Aujourd’hui, de nombreuses femmes se sont levées pour témoigner de la façon dont Harvey Weinstein les avait harcelées ou maltraitées. Elles ont toutes un grand courage, y compris celles qui n’ont pas réussi à s’en aller. Je me dis que si j’ai pu quitter la chambre d’Harvey Weinstein ce jour-là, c’est que j’y étais entrée en tant qu’actrice, mais aussi en tant que scénariste et créatrice. De ces deux identités, actrice et scénariste, c’est la scénariste qui s’est levée et qui est sortie. Parce que la scénariste savait que même si cet homme si puissant ne me donnait jamais de rôle dans ses films, que même s’il me blacklistait de tous les autres films, je pourrais tout de même travailler et garder ainsi un toit au-dessus de ma tête.
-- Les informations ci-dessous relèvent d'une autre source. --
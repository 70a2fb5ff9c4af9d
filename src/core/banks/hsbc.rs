//! HSBC, CSB portfolio (399)
//!
//! The control number is the sequence, zero-filled to 11 digits; the bank
//! computes its check digit on its side.
//!
//! Free field: agency (4), portfolio (2), control number (11), account (7),
//! application code `0`.

use super::Fields;
use crate::core::traits::BankStrategy;
use crate::types::{Bank, BoletoError, ControlNumber, FreeField, PaymentRecord};

const APPLICATION_CODE: &str = "0";

#[derive(Debug, Clone, Copy)]
pub struct Hsbc;

impl BankStrategy for Hsbc {
    fn bank(&self) -> Bank {
        Bank::Hsbc
    }

    fn control_number(&self, record: &PaymentRecord) -> Result<ControlNumber, BoletoError> {
        Ok(ControlNumber::new(Fields::new(record).sequence()?))
    }

    fn free_field(&self, record: &PaymentRecord) -> Result<FreeField, BoletoError> {
        let fields = Fields::new(record);
        let value = format!(
            "{}{}{}{}{}",
            fields.agency()?,
            fields.portfolio_padded(2)?,
            self.control_number(record)?,
            fields.account()?,
            APPLICATION_CODE
        );
        FreeField::new(self.bank(), value)
    }
}
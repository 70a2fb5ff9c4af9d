//! Processing strategy module for batch boleto generation
//!
//! A strategy is a complete pipeline: read payment records from CSV, encode
//! each one, write the generated boletos. Different implementations
//! (synchronous, asynchronous batch) are selected at runtime.

use crate::cli::StrategyType;
use crate::core::generate;
use crate::io::{InputRecord, OutputRecord};
use std::io::Write;
use std::path::Path;
use tracing::warn;

pub mod r#async;
pub mod sync;

pub use self::r#async::{AsyncProcessingStrategy, BatchConfig};
pub use sync::SyncProcessingStrategy;

/// Processing strategy trait for complete generation pipelines
pub trait ProcessingStrategy: Send + Sync {
    /// Generate boletos for every record in `input_path` and write them to `output`
    ///
    /// Output rows keep the input order.
    ///
    /// # Errors
    ///
    /// Returns an error if:
    /// - The input file cannot be opened
    /// - Output cannot be written
    /// - A worker fails (async only)
    ///
    /// Rows that fail to parse and records that fail to encode are logged
    /// and skipped; they never abort the run.
    fn process(&self, input_path: &Path, output: &mut dyn Write) -> Result<(), String>;
}

/// Encode one input record, logging and dropping it on failure
pub(crate) fn generate_row(input: InputRecord) -> Option<OutputRecord> {
    match generate(&input.record) {
        Ok(boleto) => Some(OutputRecord {
            id: input.id,
            boleto,
        }),
        Err(e) => {
            warn!(id = %input.id, error = %e, "Skipping record");
            None
        }
    }
}

/// Create a processing strategy based on the specified strategy type
///
/// `config` is only used by the async strategy; `None` means defaults.
pub fn create_strategy(
    strategy_type: StrategyType,
    config: Option<BatchConfig>,
) -> Box<dyn ProcessingStrategy> {
    match strategy_type {
        StrategyType::Sync => Box::new(SyncProcessingStrategy),
        StrategyType::Async => {
            let config = config.unwrap_or_default();
            Box::new(AsyncProcessingStrategy::new(config))
        }
    }
}
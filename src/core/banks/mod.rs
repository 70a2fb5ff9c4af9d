//! Per-bank encoding strategies
//!
//! One module per bank. Each exposes a unit struct implementing
//! [`BankStrategy`]; [`strategy_for`] maps a [`Bank`] to it.
//!
//! [`Fields`] is the shared input reader: it pulls a field out of the
//! record, checks it is present and numeric, enforces the width the bank
//! declares and zero-fills it. Every bank goes through it, so width errors
//! are reported the same way everywhere.

mod bancoob;
mod banrisul;
mod caixa;
mod hsbc;
mod hsbc_cnr;
mod real;
mod santander;
mod sicredi;

pub use bancoob::Bancoob;
pub use banrisul::Banrisul;
pub use caixa::Caixa;
pub use hsbc::Hsbc;
pub use hsbc_cnr::HsbcCnr;
pub use real::Real;
pub use santander::Santander;
pub use sicredi::Sicredi;

use super::format::zero_fill;
use super::traits::BankStrategy;
use crate::types::{Bank, BoletoError, FieldWidths, InputProblem, PaymentRecord};
use chrono::NaiveDate;

/// Strategy implementing the rules of `bank`
pub fn strategy_for(bank: Bank) -> &'static dyn BankStrategy {
    match bank {
        Bank::Bancoob => &Bancoob,
        Bank::Banrisul => &Banrisul,
        Bank::Caixa => &Caixa,
        Bank::Hsbc => &Hsbc,
        Bank::HsbcCnr => &HsbcCnr,
        Bank::Real => &Real,
        Bank::Santander => &Santander,
        Bank::Sicredi => &Sicredi,
    }
}

/// Validated access to the input fields of a record
pub(crate) struct Fields<'a> {
    bank: Bank,
    widths: FieldWidths,
    record: &'a PaymentRecord,
}

impl<'a> Fields<'a> {
    pub(crate) fn new(record: &'a PaymentRecord) -> Self {
        let bank = record.bank();
        Self {
            bank,
            widths: bank.profile().widths,
            record,
        }
    }

    fn required<T>(&self, field: &'static str, value: Option<T>) -> Result<T, BoletoError> {
        value.ok_or_else(|| BoletoError::missing(self.bank, field))
    }

    /// Check `value` is numeric and at most `max` digits, then pad it to `width`
    pub(crate) fn fill(
        &self,
        field: &'static str,
        value: &str,
        max: usize,
        width: usize,
    ) -> Result<String, BoletoError> {
        if value.is_empty() || !value.bytes().all(|b| b.is_ascii_digit()) {
            return Err(BoletoError::not_numeric(self.bank, field, value));
        }
        if value.len() > max {
            return Err(BoletoError::too_wide(self.bank, field, max, value.len()));
        }
        zero_fill(value, width)
            .map_err(|e| BoletoError::too_wide(self.bank, field, e.width, e.actual))
    }

    pub(crate) fn raw_agency(&self) -> Result<&'a str, BoletoError> {
        self.required("agency", self.record.agency())
    }

    pub(crate) fn raw_account(&self) -> Result<&'a str, BoletoError> {
        self.required("account", self.record.account())
    }

    pub(crate) fn raw_agreement(&self) -> Result<&'a str, BoletoError> {
        self.required("agreement", self.record.agreement())
    }

    /// Agency zero-filled to its declared width
    pub(crate) fn agency(&self) -> Result<String, BoletoError> {
        let width = self.widths.agency;
        self.fill("agency", self.raw_agency()?, width, width)
    }

    /// Account zero-filled to `width`, which may exceed the declared width
    pub(crate) fn account_padded(&self, width: usize) -> Result<String, BoletoError> {
        self.fill("account", self.raw_account()?, self.widths.account, width)
    }

    /// Account zero-filled to its declared width
    pub(crate) fn account(&self) -> Result<String, BoletoError> {
        self.account_padded(self.widths.account)
    }

    /// Agreement zero-filled to `width`, which may exceed the declared width
    pub(crate) fn agreement_padded(&self, width: usize) -> Result<String, BoletoError> {
        self.fill("agreement", self.raw_agreement()?, self.widths.agreement, width)
    }

    /// Agreement zero-filled to its declared width
    pub(crate) fn agreement(&self) -> Result<String, BoletoError> {
        self.agreement_padded(self.widths.agreement)
    }

    pub(crate) fn raw_sequence(&self) -> Result<u64, BoletoError> {
        self.required("sequence", self.record.sequence())
    }

    /// Sequence checked against its declared width, without padding
    pub(crate) fn bare_sequence(&self) -> Result<String, BoletoError> {
        let sequence = self.raw_sequence()?.to_string();
        let max = self.widths.sequence;
        self.fill("sequence", &sequence, max, max)?;
        Ok(sequence)
    }

    /// Sequence zero-filled to exactly `width` digits, `width` being its maximum
    pub(crate) fn sequence_with_width(&self, width: usize) -> Result<String, BoletoError> {
        let sequence = self.raw_sequence()?.to_string();
        self.fill("sequence", &sequence, width, width)
    }

    /// Sequence zero-filled to its declared width
    pub(crate) fn sequence(&self) -> Result<String, BoletoError> {
        self.sequence_with_width(self.widths.sequence)
    }

    /// Portfolio code, checked against the bank's declared list
    pub(crate) fn portfolio(&self) -> Result<&'a str, BoletoError> {
        let portfolio = self.required("portfolio", self.record.portfolio())?;
        if !self.bank.profile().accepts_portfolio(portfolio) {
            return Err(BoletoError::unsupported_portfolio(self.bank, portfolio));
        }
        Ok(portfolio)
    }

    /// Portfolio code zero-filled to `width`
    pub(crate) fn portfolio_padded(&self, width: usize) -> Result<String, BoletoError> {
        let portfolio = self.portfolio()?;
        self.fill("portfolio", portfolio, width, width)
    }

    pub(crate) fn due_date(&self) -> Result<NaiveDate, BoletoError> {
        self.required("due_date", self.record.due_date())
    }

    /// Issue date, falling back to the due date
    pub(crate) fn issue_or_due_date(&self) -> Result<NaiveDate, BoletoError> {
        self.required(
            "issue_date",
            self.record.issue_date().or(self.record.due_date()),
        )
    }

    /// A single digit optional field, zero when absent
    pub(crate) fn digit_or_zero(
        &self,
        field: &'static str,
        value: Option<u8>,
    ) -> Result<char, BoletoError> {
        match value {
            None => Ok('0'),
            Some(v) if v <= 9 => Ok(char::from(b'0' + v)),
            Some(v) => Err(BoletoError::InvalidInput {
                bank: self.bank,
                field,
                problem: InputProblem::TooWide {
                    max: 1,
                    actual: v.to_string().len(),
                },
            }),
        }
    }
}
//! Types module
//!
//! Contains core data structures used throughout the application.
//! This module organizes types into logical submodules:
//! - `bank`: Supported banks and their static configuration
//! - `record`: Payment input record, amounts and currencies
//! - `output`: Derived values (control number, free field, barcode, digitable line)
//! - `error`: Error types for the boleto engine

pub mod bank;
pub mod error;
pub mod output;
pub mod record;

pub use bank::{Bank, BankProfile, FieldWidths};
pub use error::{BoletoError, InputProblem};
pub use output::{
    Barcode, Boleto, ControlNumber, DigitableLine, FreeField, BARCODE_LEN, FREE_FIELD_LEN,
};
pub use record::{Amount, Currency, PaymentRecord, PaymentRecordBuilder};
Je raconte cette histoire parce que dans l’émoi suscité ces jours-ci par tous ces courageux témoignages, il est important de réfléchir à l’économie du consentement. Weinstein avait les clés qui lui permettaient d’ouvrir aux actrices une carrière qui les ferait vivre vivre, elles et leur famille. Il pouvait aussi leur ouvrir la porte de la célébrité, qui est pour les femmes une façon d’accéder à un semblant de pouvoir et d’avoir une place et une voix au sein de notre univers patriarcal. Elles le savaient. Il le savait. Weinstein avait également le pouvoir de faire en sorte que ces femmes ne travaillent plus jamais si elles le vexaient. Et un tel bannissement n’était pas seulement artistique et émotionnel : il s’agissait aussi d’un bannissement économique.

Il est aussi important de se rappeler d’où vient ce déséquilibre des pouvoirs. Aux USA, les femmes n’ont eu le droit d’avoir une carte de crédit à leur propre nom qu’il y a 43 ans. Les hommes avaient deux décennies d’avance (la carte de crédit a été inventée dans les années 1950.) Dans les années 1960, une femme devait obtenir la co-signature d’un homme pour souscrire un emprunt. Qu’il y a si peu de temps on refusait aux femmes leur autonomie financière est stupéfiant. C’est bien entendu lié au fait que les femmes n’avaient pas non plus leur indépendance corporelle. Un mari pouvait battre sa femme ou lui imposer du sexe sans son consentement, sans qu’elle puisse légalement s’y opposer avant les années 1970.

Pour moi, tout cela aboutit à ceci : ce qui se passe dans les chambres d’hôtel ou les bureaux, partout dans le monde (et dans tous les domaines d’activité), entre une femme qui cherche du travail ou qui essaie de le garder, et un homme qui détient le pouvoir de le lui donner ou de l’en priver, se situe dans une zone grise, où le mot « consentement » ne permet pas de saisir toute la complexité de la confrontation. Parce que le consentement dépend du pouvoir. Il faut un minimum de pouvoir pour donner son consentement. Dans bien des cas, les femmes n’ont pas ce pouvoir parce que leurs moyens de subsistance sont en jeu et parce qu’elles sont le genre qui subit l’oppression d’une guerre quotidienne et invisible dirigée contre tout ce qui est féminin (les femmes, et tous les humains qui se comportent ou s’habillent ou pensent ou ressentent de façon féminine, ou qui ont une apparence féminine.)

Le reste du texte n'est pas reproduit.